L'exploration des liens entre mondialisation et territoire à travers la notion de « relativisation de l’échelle » permet de comprendre le double phénomène de déterritorialisation et de reterritorialisation c’est-à-dire la reconfiguration et le changement d’échelle (re-scaling) des formes traditionnelles d’organisation territoriale (villes, régions et États).

Cette dernière réflexion nous a mené par la suite à explorer deux pistes de réflexion, en premier lieu l’impact de ces changements sur les États et en deuxième lieu leur implication sur les politiques d’aménagement du territoire.

En ce qui concerne le premier point, notre postulat principal a été de décentrer notre regard sur l’État et de ne pas le considérer comme une constante de départ ou comme une donnée préétablie, en nous focalisant uniquement sur les niveaux global et local. En référence à un corpus théorique (Agnew, Brenner, Ruggie, Swyngedouw) qui s’est penché de près sur les changements survenus à l’État, nous avons proposé de ne pas limiter la discussion sur la disparition ou non des États sous le poids de la

mondialisation mais plutôt de nous interroger sur le sens et la signification de l’État en tant qu’acteur dans différentes circonstances historiques. Ainsi, l’irruption du discours sur la mondialisation aura surtout permis de relativiser la territorialité de l’État en la replaçant dans un contexte historique particulier.

Cette question se pose de manière encore plus pressante dans les PSEM, qui sont au cœur de ces changements et non pas, comme le veulent certains spécialistes proches des institutions financières internationales, en dehors de la mondialisation. Pour d’autres spécialistes comme C. Tripp, l’adoption par les PSEM des principes de l’économie de marché a permis de renforcer l’emprise de l’État sur son territoire à travers l’usage du clientélisme et son incorporation, sous des formes renouvelées, par l’élite gouvernante.
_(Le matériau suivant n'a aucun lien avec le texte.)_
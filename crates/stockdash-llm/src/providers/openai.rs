//! OpenAI-compatible provider implementation
//!
//! This module implements the LLMProvider trait for the OpenAI chat
//! completions API and any service exposing the same wire format
//! (Azure OpenAI, vLLM, llama.cpp server, LM Studio, ...).
//! See: https://platform.openai.com/docs/api-reference/chat
//!
//! ```no_run
//! use stockdash_llm::providers::{OpenAIConfig, OpenAIProvider};
//!
//! # fn main() -> Result<(), Box<dyn std::error::Error>> {
//! // Local deployment, key not checked
//! let config = OpenAIConfig::new("not-needed").with_api_base("http://localhost:1234/v1");
//! let provider = OpenAIProvider::with_config(config)?;
//! # Ok(())
//! # }
//! ```

use crate::{
    CompletionRequest, CompletionResponse, FinishReason, LLMError, LLMProvider, Result, Role,
    TokenUsage,
};
use async_trait::async_trait;
use reqwest::Client;
use serde::{Deserialize, Serialize};
use std::time::Duration;
use tracing::{debug, instrument};

const DEFAULT_OPENAI_API_BASE: &str = "https://api.openai.com/v1";
const DEFAULT_TIMEOUT_SECS: u64 = 120;

/// Configuration for OpenAI provider
#[derive(Debug, Clone)]
pub struct OpenAIConfig {
    /// API key for authentication
    pub api_key: String,

    /// Base URL for the API (default: "https://api.openai.com/v1")
    pub api_base: String,

    /// Request timeout in seconds (default: 120)
    pub timeout_secs: u64,
}

impl OpenAIConfig {
    /// Create a new config with the given API key and default settings
    pub fn new(api_key: impl Into<String>) -> Self {
        Self {
            api_key: api_key.into(),
            api_base: DEFAULT_OPENAI_API_BASE.to_string(),
            timeout_secs: DEFAULT_TIMEOUT_SECS,
        }
    }

    /// Create config from environment variable
    ///
    /// Reads the API key from `OPENAI_API_KEY` environment variable.
    /// Optionally reads base URL from `OPENAI_API_BASE` if set.
    pub fn from_env() -> Result<Self> {
        let api_key = std::env::var("OPENAI_API_KEY").map_err(|_| {
            LLMError::ConfigurationError("OPENAI_API_KEY environment variable not set".to_string())
        })?;

        let api_base = std::env::var("OPENAI_API_BASE")
            .unwrap_or_else(|_| DEFAULT_OPENAI_API_BASE.to_string());

        Ok(Self::new(api_key).with_api_base(api_base))
    }

    /// Set custom API base URL
    pub fn with_api_base(mut self, api_base: impl Into<String>) -> Self {
        self.api_base = api_base.into();
        self
    }

    /// Set request timeout in seconds
    pub fn with_timeout(mut self, timeout_secs: u64) -> Self {
        self.timeout_secs = timeout_secs;
        self
    }
}

/// OpenAI provider
pub struct OpenAIProvider {
    client: Client,
    config: OpenAIConfig,
}

impl OpenAIProvider {
    /// Create a new OpenAI provider with custom configuration
    pub fn with_config(config: OpenAIConfig) -> Result<Self> {
        let client = Client::builder()
            .timeout(Duration::from_secs(config.timeout_secs))
            .build()?;

        Ok(Self { client, config })
    }

    /// Create a new OpenAI provider with API key and default settings
    pub fn new(api_key: impl Into<String>) -> Result<Self> {
        Self::with_config(OpenAIConfig::new(api_key))
    }

    /// Create a provider from environment variables
    pub fn from_env() -> Result<Self> {
        Self::with_config(OpenAIConfig::from_env()?)
    }

    /// Get the current configuration
    pub fn config(&self) -> &OpenAIConfig {
        &self.config
    }
}

#[async_trait]
impl LLMProvider for OpenAIProvider {
    #[instrument(skip(self, request), fields(model = %request.model, api_base = %self.config.api_base))]
    async fn complete(&self, request: CompletionRequest) -> Result<CompletionResponse> {
        debug!("Sending request to OpenAI API at {}", self.config.api_base);

        let model = request.model.clone();
        let openai_request = build_openai_request(request);

        let response = self
            .client
            .post(format!(
                "{}/chat/completions",
                self.config.api_base.trim_end_matches('/')
            ))
            .header("Authorization", format!("Bearer {}", self.config.api_key))
            .header("Content-Type", "application/json")
            .json(&openai_request)
            .send()
            .await?;

        if !response.status().is_success() {
            let status = response.status();
            let error_text = response.text().await?;
            return Err(LLMError::from_status(status.as_u16(), error_text, &model));
        }

        let openai_response: OpenAIResponse = response.json().await.map_err(|e| {
            LLMError::UnexpectedResponse(format!("Failed to parse response: {e}"))
        })?;

        parse_openai_response(openai_response)
    }

    fn name(&self) -> &'static str {
        "openai"
    }
}

// ============================================================================
// OpenAI-specific request/response types
// ============================================================================

#[derive(Debug, Serialize)]
struct OpenAIRequest {
    model: String,
    messages: Vec<OpenAIMessage>,
    max_tokens: usize,
    #[serde(skip_serializing_if = "Option::is_none")]
    temperature: Option<f32>,
}

#[derive(Debug, Serialize, Deserialize)]
struct OpenAIMessage {
    role: String,
    #[serde(default)]
    content: Option<String>,
}

#[derive(Debug, Deserialize)]
struct OpenAIResponse {
    choices: Vec<OpenAIChoice>,
    #[serde(default)]
    usage: Option<OpenAIUsage>,
}

#[derive(Debug, Deserialize)]
struct OpenAIChoice {
    message: OpenAIMessage,
    #[serde(default)]
    finish_reason: Option<String>,
}

#[derive(Debug, Deserialize)]
struct OpenAIUsage {
    prompt_tokens: usize,
    completion_tokens: usize,
}

// ============================================================================
// Conversion functions
// ============================================================================

/// System instruction goes first in the messages array
fn build_openai_request(request: CompletionRequest) -> OpenAIRequest {
    let mut messages = Vec::with_capacity(request.messages.len() + 1);

    if let Some(system) = request.system {
        messages.push(OpenAIMessage {
            role: "system".to_string(),
            content: Some(system),
        });
    }

    messages.extend(request.messages.into_iter().map(|msg| OpenAIMessage {
        role: match msg.role {
            Role::User => "user",
            Role::Assistant => "assistant",
        }
        .to_string(),
        content: Some(msg.text),
    }));

    OpenAIRequest {
        model: request.model,
        messages,
        max_tokens: request.max_tokens,
        temperature: request.temperature,
    }
}

fn parse_openai_response(response: OpenAIResponse) -> Result<CompletionResponse> {
    // OpenAI can return multiple choices but we use the first
    let choice = response
        .choices
        .into_iter()
        .next()
        .ok_or_else(|| LLMError::UnexpectedResponse("No choices in response".to_string()))?;

    let finish_reason = map_finish_reason(choice.finish_reason.as_deref());

    debug!("Received OpenAI response - finish_reason: {:?}", finish_reason);

    Ok(CompletionResponse {
        text: choice.message.content.unwrap_or_default(),
        finish_reason,
        usage: response.usage.map(|u| TokenUsage {
            input_tokens: u.prompt_tokens,
            output_tokens: u.completion_tokens,
        }),
    })
}

fn map_finish_reason(reason: Option<&str>) -> FinishReason {
    match reason {
        Some("stop") | None => FinishReason::Stop,
        Some("length") => FinishReason::MaxTokens,
        Some("content_filter") => FinishReason::ContentFilter,
        Some(_) => FinishReason::Other,
    }
}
En ce qui concerne le deuxième point, celui des implications au niveau de l’aménagement du territoire, nous avons commencé par souligner la relation organique entre celui-ci et l’État. Ainsi les changements observés au niveau de l’État sont de nature à se répercuter sur ses outils de planification et d’aménagement du territoire. Par la suite, nous nous sommes concentrés sur l’origine française de l’aménagement du territoire en nous arrêtant brièvement sur les principales étapes de sa constitution en tant que discipline et la manière dont le modèle a été exporté dans les PSEM grâce à l'expertise française.
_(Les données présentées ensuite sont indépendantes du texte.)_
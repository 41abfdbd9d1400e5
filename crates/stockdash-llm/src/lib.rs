//! Generative text providers for stockdash
//!
//! This crate provides a provider-agnostic way to send a text prompt to a
//! hosted language model and read back its text answer. It includes:
//!
//! - Message and completion request/response types
//! - The [`LLMProvider`] trait implemented by every backend
//! - Concrete providers (behind feature flags): Google Gemini and
//!   OpenAI-compatible chat completion endpoints

pub mod completion;
pub mod error;
pub mod messages;
pub mod provider;

// Re-export main types
pub use completion::{CompletionRequest, CompletionResponse, FinishReason, TokenUsage};
pub use error::{LLMError, Result};
pub use messages::{Message, Role};
pub use provider::LLMProvider;

// Provider implementations (feature-gated)
#[cfg(any(feature = "gemini", feature = "openai"))]
pub mod providers;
La montée en puissance de la mondialisation et de l’Europe a mis en avant de nouvelles préoccupations en France et a provoqué de nouveaux arrangements institutionnels. Dans les PSEM également, les enjeux d’aménagement du territoire se sont diversifiés.
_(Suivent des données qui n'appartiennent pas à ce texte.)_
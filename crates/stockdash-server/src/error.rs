//! Mapping of service errors to HTTP responses

use axum::Json;
use axum::extract::rejection::JsonRejection;
use axum::http::StatusCode;
use axum::response::{IntoResponse, Response};
use serde_json::json;
use stockdash_core::DashError;
use tracing::{error, warn};

/// Error returned by every handler
#[derive(Debug)]
pub struct ApiError(pub DashError);

impl From<DashError> for ApiError {
    fn from(err: DashError) -> Self {
        Self(err)
    }
}

impl From<JsonRejection> for ApiError {
    fn from(rejection: JsonRejection) -> Self {
        Self(DashError::InvalidInput(rejection.body_text()))
    }
}

impl ApiError {
    pub fn status(&self) -> StatusCode {
        match &self.0 {
            DashError::InvalidInput(_) => StatusCode::BAD_REQUEST,
            DashError::NoData { .. } => StatusCode::NOT_FOUND,
            DashError::MarketData { .. } | DashError::Generation(_) | DashError::Directory(_) => {
                StatusCode::BAD_GATEWAY
            }
            DashError::UpstreamParse { .. }
            | DashError::Configuration(_)
            | DashError::Template(_)
            | DashError::Json(_) => StatusCode::INTERNAL_SERVER_ERROR,
        }
    }
}

impl IntoResponse for ApiError {
    fn into_response(self) -> Response {
        let status = self.status();

        if status.is_server_error() {
            error!(status = status.as_u16(), error = %self.0, "Request failed");
        } else {
            warn!(status = status.as_u16(), error = %self.0, "Request rejected");
        }

        let body = match self.0.raw_response() {
            Some(raw) => json!({ "error": self.0.to_string(), "rawResponse": raw }),
            None => json!({ "error": self.0.to_string() }),
        };

        (status, Json(body)).into_response()
    }
}
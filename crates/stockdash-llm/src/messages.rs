//! Message types for LLM communication
//!
//! Prompts sent by stockdash are plain text, so a message is just a role and
//! a string. Providers translate the role to their own vocabulary.

use serde::{Deserialize, Serialize};

/// Message role in a conversation
#[derive(Debug, Clone, Copy, PartialEq, Eq, Serialize, Deserialize)]
#[serde(rename_all = "lowercase")]
pub enum Role {
    /// User message
    User,
    /// Model (assistant) message
    Assistant,
}

/// A message in the conversation
#[derive(Debug, Clone, PartialEq, Eq, Serialize, Deserialize)]
pub struct Message {
    /// Message role
    pub role: Role,

    /// Message text
    pub text: String,
}

impl Message {
    /// Create a user message with text
    pub fn user(text: impl Into<String>) -> Self {
        Self {
            role: Role::User,
            text: text.into(),
        }
    }
}
//! Market data sources

pub mod yahoo;

pub use yahoo::YahooFinanceClient;

use crate::error::Result;
use crate::models::TimeSeriesPoint;
use async_trait::async_trait;
use chrono::{DateTime, Utc};

/// Source of daily OHLCV history
///
/// Implementations return points sorted ascending by date. An unknown
/// symbol or empty window yields an empty vector rather than an error.
#[cfg_attr(test, mockall::automock)]
#[async_trait]
pub trait MarketDataSource: Send + Sync {
    /// Daily history for `symbol` between `start` and `end`
    async fn daily_history(
        &self,
        symbol: &str,
        start: DateTime<Utc>,
        end: DateTime<Utc>,
    ) -> Result<Vec<TimeSeriesPoint>>;
}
Dominique Voynet ministre française de l’Environnement entre 1997 et 2001 résume très bien la situation :

« Cela a été dit avant moi : il n’y a pas de territoires condamnés, il n’y a que des territoires sans projet (…) une politique d’aménagement du territoire me semble donc, aujourd’hui encore, non seulement possible, mais nécessaire (…) Depuis quelques années, la nécessité d’une relance de

l’aménagement du territoire semble s’imposer, même à Los Angeles, selon Allen Scott ! (…) Mais les conditions dans lesquelles l’Etat agit se sont profondément transformées. Ce n’est pas seulement le contexte économique qui s’est modifié. L’Etat ne peut plus, seul, dessiner la carte de l’occupation future de l’espace national. »16

Le constat de Voynet vient à un moment charnière de l’aménagement du territoire en France, au milieu d’un processus de réforme profonde de la pratique. Dans la section précédente, nous avons vu que l’État n’était plus le seul acteur sur la scène nationale à « dessiner la carte de l’occupation future de l’espace ». Dans la partie qui suit, et à partir du cas européen, nous nous intéresserons à la dimension macro-régionale de l’aménagement du territoire.